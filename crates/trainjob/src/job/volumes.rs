//! Volume binding parsing.
//!
//! Bindings arrive as comma-separated entries with `:`-separated fields:
//! `claim:mountPath` for persistent volume claims and
//! `name:hostPath:mountPath` for host volumes.

use serde::Serialize;

use crate::error::ValidationError;

/// A persistent volume claim mounted into the training container.
#[derive(Debug, Clone, PartialEq, Eq, Serialize)]
pub struct PersistentVolumeClaim {
    #[serde(rename = "claimName")]
    pub claim_name: String,
    #[serde(rename = "mountPath")]
    pub mount_path: String,
}

/// A host path mounted into the training container.
#[derive(Debug, Clone, PartialEq, Eq, Serialize)]
pub struct LocalVolume {
    #[serde(rename = "volumeName")]
    pub name: String,
    #[serde(rename = "hostPath")]
    pub host_path: String,
    #[serde(rename = "mountPath")]
    pub mount_path: String,
}

/// Parse `name1:path1,name2:path2` into claim bindings, preserving order.
///
/// # Errors
///
/// Returns [`ValidationError::InvalidVolumeSpec`] for entries without exactly
/// two non-empty fields.
pub fn parse_persistent_volume_claims(
    raw: &str,
) -> Result<Vec<PersistentVolumeClaim>, ValidationError> {
    parse_entries(
        raw,
        2,
        "persistent-volume-claims",
        "<claimName>:<mountPath>",
        |mut fields| PersistentVolumeClaim {
            claim_name: fields.next().unwrap_or_default(),
            mount_path: fields.next().unwrap_or_default(),
        },
    )
}

/// Parse `name:hostPath:mountPath,...` into host volume bindings, preserving order.
///
/// # Errors
///
/// Returns [`ValidationError::InvalidVolumeSpec`] for entries without exactly
/// three non-empty fields.
pub fn parse_local_volumes(raw: &str) -> Result<Vec<LocalVolume>, ValidationError> {
    parse_entries(
        raw,
        3,
        "volumes",
        "<volumeName>:<hostPath>:<mountPath>",
        |mut fields| LocalVolume {
            name: fields.next().unwrap_or_default(),
            host_path: fields.next().unwrap_or_default(),
            mount_path: fields.next().unwrap_or_default(),
        },
    )
}

fn parse_entries<T>(
    raw: &str,
    arity: usize,
    option: &'static str,
    expected: &'static str,
    build: impl Fn(std::vec::IntoIter<String>) -> T,
) -> Result<Vec<T>, ValidationError> {
    raw.split(',')
        .map(str::trim)
        .map(|entry| {
            let fields: Vec<String> = entry.split(':').map(|f| f.trim().to_string()).collect();
            if fields.len() != arity || fields.iter().any(String::is_empty) {
                return Err(ValidationError::InvalidVolumeSpec {
                    option,
                    entry: entry.to_string(),
                    expected,
                });
            }
            Ok(build(fields.into_iter()))
        })
        .collect()
}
============================================================
■ Action item
Every line in the data above that includes the word "static" should be copied.

■ Your response
    option: &'static str,
    expected: &'static str,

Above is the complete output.